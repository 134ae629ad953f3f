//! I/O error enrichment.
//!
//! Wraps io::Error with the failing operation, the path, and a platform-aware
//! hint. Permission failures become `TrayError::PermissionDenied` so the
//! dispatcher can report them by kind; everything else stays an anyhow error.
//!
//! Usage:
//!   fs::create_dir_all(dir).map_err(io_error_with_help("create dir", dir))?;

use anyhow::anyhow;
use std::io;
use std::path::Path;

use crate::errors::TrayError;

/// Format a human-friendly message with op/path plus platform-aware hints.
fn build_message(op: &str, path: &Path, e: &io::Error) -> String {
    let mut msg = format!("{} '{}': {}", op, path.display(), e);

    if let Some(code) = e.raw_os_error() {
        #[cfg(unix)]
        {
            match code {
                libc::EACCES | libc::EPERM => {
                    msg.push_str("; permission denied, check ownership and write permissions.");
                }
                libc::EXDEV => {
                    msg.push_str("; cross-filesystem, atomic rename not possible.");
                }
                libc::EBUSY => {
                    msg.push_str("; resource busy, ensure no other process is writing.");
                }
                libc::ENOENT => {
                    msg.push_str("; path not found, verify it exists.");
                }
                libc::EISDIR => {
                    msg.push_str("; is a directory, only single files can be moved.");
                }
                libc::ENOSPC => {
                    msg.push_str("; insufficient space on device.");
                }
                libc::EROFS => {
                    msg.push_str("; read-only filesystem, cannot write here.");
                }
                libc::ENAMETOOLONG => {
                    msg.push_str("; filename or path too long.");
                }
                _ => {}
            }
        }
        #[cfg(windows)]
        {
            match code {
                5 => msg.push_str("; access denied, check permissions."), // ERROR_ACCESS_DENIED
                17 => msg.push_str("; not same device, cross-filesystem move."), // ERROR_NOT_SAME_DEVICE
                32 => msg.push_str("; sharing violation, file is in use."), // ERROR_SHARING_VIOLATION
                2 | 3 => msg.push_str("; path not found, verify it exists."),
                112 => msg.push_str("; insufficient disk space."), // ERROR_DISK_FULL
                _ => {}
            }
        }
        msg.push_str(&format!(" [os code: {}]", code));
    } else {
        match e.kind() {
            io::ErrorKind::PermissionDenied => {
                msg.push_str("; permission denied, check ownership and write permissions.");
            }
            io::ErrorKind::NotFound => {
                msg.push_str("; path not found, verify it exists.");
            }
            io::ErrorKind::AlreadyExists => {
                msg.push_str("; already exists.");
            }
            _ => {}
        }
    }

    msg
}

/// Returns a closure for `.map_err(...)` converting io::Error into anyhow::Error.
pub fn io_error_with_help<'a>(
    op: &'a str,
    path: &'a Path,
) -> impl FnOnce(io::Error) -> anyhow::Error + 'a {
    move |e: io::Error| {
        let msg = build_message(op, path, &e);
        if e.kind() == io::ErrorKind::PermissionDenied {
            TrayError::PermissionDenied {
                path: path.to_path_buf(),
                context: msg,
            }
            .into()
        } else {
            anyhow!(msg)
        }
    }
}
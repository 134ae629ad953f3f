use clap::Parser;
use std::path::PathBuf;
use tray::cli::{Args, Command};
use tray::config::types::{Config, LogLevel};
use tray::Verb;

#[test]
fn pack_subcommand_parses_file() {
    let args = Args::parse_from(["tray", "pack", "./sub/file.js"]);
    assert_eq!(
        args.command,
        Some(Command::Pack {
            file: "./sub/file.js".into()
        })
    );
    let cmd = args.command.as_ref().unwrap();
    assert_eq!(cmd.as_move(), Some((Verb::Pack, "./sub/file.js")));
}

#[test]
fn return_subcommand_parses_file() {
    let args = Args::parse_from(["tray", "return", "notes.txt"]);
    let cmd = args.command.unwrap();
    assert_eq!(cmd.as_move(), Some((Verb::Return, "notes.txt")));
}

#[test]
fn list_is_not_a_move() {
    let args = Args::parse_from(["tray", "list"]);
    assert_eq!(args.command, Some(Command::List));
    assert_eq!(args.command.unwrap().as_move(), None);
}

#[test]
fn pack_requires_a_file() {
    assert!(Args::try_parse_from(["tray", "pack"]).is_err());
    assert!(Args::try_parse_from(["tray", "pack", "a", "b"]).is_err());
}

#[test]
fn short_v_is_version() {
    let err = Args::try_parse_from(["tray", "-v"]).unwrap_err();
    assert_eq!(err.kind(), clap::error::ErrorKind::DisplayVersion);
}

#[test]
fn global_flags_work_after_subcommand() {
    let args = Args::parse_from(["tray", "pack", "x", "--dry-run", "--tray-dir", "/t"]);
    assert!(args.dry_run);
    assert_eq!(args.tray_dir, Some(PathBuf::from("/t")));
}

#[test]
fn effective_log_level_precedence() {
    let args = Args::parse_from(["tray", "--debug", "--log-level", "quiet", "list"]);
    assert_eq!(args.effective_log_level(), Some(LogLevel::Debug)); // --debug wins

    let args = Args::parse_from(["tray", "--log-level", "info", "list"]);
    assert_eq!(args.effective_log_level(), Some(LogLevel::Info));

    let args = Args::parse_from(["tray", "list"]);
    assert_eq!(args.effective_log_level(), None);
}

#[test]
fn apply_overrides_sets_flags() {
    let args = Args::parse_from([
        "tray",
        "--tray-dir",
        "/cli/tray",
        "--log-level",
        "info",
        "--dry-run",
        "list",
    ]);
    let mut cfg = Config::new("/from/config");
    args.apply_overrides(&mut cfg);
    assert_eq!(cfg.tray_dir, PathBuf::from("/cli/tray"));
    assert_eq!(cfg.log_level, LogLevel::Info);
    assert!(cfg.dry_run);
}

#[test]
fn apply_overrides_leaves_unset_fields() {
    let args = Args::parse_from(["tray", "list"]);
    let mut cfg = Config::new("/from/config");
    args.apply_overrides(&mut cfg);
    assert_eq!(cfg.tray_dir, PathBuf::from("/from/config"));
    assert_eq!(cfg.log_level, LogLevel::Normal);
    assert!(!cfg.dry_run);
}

Instructions for the task: Repeat the listing above in full.

Answer to this task:
repository 134ae629ad953f3f
//! I/O error enrichment.
//!
//! Wraps io::Error with the failing operation, the path, and a platform-aware
//! hint. Permission failures become `TrayError::PermissionDenied` so the
//! dispatcher can report them by kind; everything else stays an anyhow error.
//!
//! Usage:
//!   fs::create_dir_all(dir).map_err(io_error_with_help("create dir", dir))?;

use anyhow::anyhow;
use std::io;
use std::path::Path;

use crate::errors::TrayError;

/// Format a human-friendly message with op/path plus platform-aware hints.
fn build_message(op: &str, path: &Path, e: &io::Error) -> String {
    let mut msg = format!("{} '{}': {}", op, path.display(), e);

    if let Some(code) = e.raw_os_error() {
        #[cfg(unix)]
        {
            match code {
                libc::EACCES | libc::EPERM => {
                    msg.push_str("; permission denied, check ownership and write permissions.");
                }
                libc::EXDEV => {
                    msg.push_str("; cross-filesystem, atomic rename not possible.");
                }
                libc::EBUSY => {
                    msg.push_str("; resource busy, ensure no other process is writing.");
                }
                libc::ENOENT => {
                    msg.push_str("; path not found, verify it exists.");
                }
                libc::EISDIR => {
                    msg.push_str("; is a directory, only single files can be moved.");
                }
                libc::ENOSPC => {
                    msg.push_str("; insufficient space on device.");
                }
                libc::EROFS => {
                    msg.push_str("; read-only filesystem, cannot write here.");
                }
                libc::ENAMETOOLONG => {
                    msg.push_str("; filename or path too long.");
                }
                _ => {}
            }
        }
        #[cfg(windows)]
        {
            match code {
                5 => msg.push_str("; access denied, check permissions."), // ERROR_ACCESS_DENIED
                17 => msg.push_str("; not same device, cross-filesystem move."), // ERROR_NOT_SAME_DEVICE
                32 => msg.push_str("; sharing violation, file is in use."), // ERROR_SHARING_VIOLATION
                2 | 3 => msg.push_str("; path not found, verify it exists."),
                112 => msg.push_str("; insufficient disk space."), // ERROR_DISK_FULL
                _ => {}
            }
        }
        msg.push_str(&format!(" [os code: {}]", code));
    } else {
        match e.kind() {
            io::ErrorKind::PermissionDenied => {
                msg.push_str("; permission denied, check ownership and write permissions.");
            }
            io::ErrorKind::NotFound => {
                msg.push_str("; path not found, verify it exists.");
            }
            io::ErrorKind::AlreadyExists => {
                msg.push_str("; already exists.");
            }
            _ => {}
        }
    }

    msg
}

/// Returns a closure for `.map_err(...)` converting io::Error into anyhow::Error.
pub fn io_error_with_help<'a>(
    op: &'a str,
    path: &'a Path,
) -> impl FnOnce(io::Error) -> anyhow::Error + 'a {
    move |e: io::Error| {
        let msg = build_message(op, path, &e);
        if e.kind() == io::ErrorKind::PermissionDenied {
            TrayError::PermissionDenied {
                path: path.to_path_buf(),
                context: msg,
            }
            .into()
        } else {
            anyhow!(msg)
        }
    }
}
repository 134ae629ad953f3f
use clap::Parser;
use std::path::PathBuf;
use tray::cli::{Args, Command};
use tray::config::types::{Config, LogLevel};
use tray::Verb;

#[test]
fn pack_subcommand_parses_file() {
    let args = Args::parse_from(["tray", "pack", "./sub/file.js"]);
    assert_eq!(
        args.command,
        Some(Command::Pack {
            file: "./sub/file.js".into()
        })
    );
    let cmd = args.command.as_ref().unwrap();
    assert_eq!(cmd.as_move(), Some((Verb::Pack, "./sub/file.js")));
}

#[test]
fn return_subcommand_parses_file() {
    let args = Args::parse_from(["tray", "return", "notes.txt"]);
    let cmd = args.command.unwrap();
    assert_eq!(cmd.as_move(), Some((Verb::Return, "notes.txt")));
}

#[test]
fn list_is_not_a_move() {
    let args = Args::parse_from(["tray", "list"]);
    assert_eq!(args.command, Some(Command::List));
    assert_eq!(args.command.unwrap().as_move(), None);
}

#[test]
fn pack_requires_a_file() {
    assert!(Args::try_parse_from(["tray", "pack"]).is_err());
    assert!(Args::try_parse_from(["tray", "pack", "a", "b"]).is_err());
}

#[test]
fn short_v_is_version() {
    let err = Args::try_parse_from(["tray", "-v"]).unwrap_err();
    assert_eq!(err.kind(), clap::error::ErrorKind::DisplayVersion);
}

#[test]
fn global_flags_work_after_subcommand() {
    let args = Args::parse_from(["tray", "pack", "x", "--dry-run", "--tray-dir", "/t"]);
    assert!(args.dry_run);
    assert_eq!(args.tray_dir, Some(PathBuf::from("/t")));
}

#[test]
fn effective_log_level_precedence() {
    let args = Args::parse_from(["tray", "--debug", "--log-level", "quiet", "list"]);
    assert_eq!(args.effective_log_level(), Some(LogLevel::Debug)); // --debug wins

    let args = Args::parse_from(["tray", "--log-level", "info", "list"]);
    assert_eq!(args.effective_log_level(), Some(LogLevel::Info));

    let args = Args::parse_from(["tray", "list"]);
    assert_eq!(args.effective_log_level(), None);
}

#[test]
fn apply_overrides_sets_flags() {
    let args = Args::parse_from([
        "tray",
        "--tray-dir",
        "/cli/tray",
        "--log-level",
        "info",
        "--dry-run",
        "list",
    ]);
    let mut cfg = Config::new("/from/config");
    args.apply_overrides(&mut cfg);
    assert_eq!(cfg.tray_dir, PathBuf::from("/cli/tray"));
    assert_eq!(cfg.log_level, LogLevel::Info);
    assert!(cfg.dry_run);
}

#[test]
fn apply_overrides_leaves_unset_fields() {
    let args = Args::parse_from(["tray", "list"]);
    let mut cfg = Config::new("/from/config");
    args.apply_overrides(&mut cfg);
    assert_eq!(cfg.tray_dir, PathBuf::from("/from/config"));
    assert_eq!(cfg.log_level, LogLevel::Normal);
    assert!(!cfg.dry_run);
}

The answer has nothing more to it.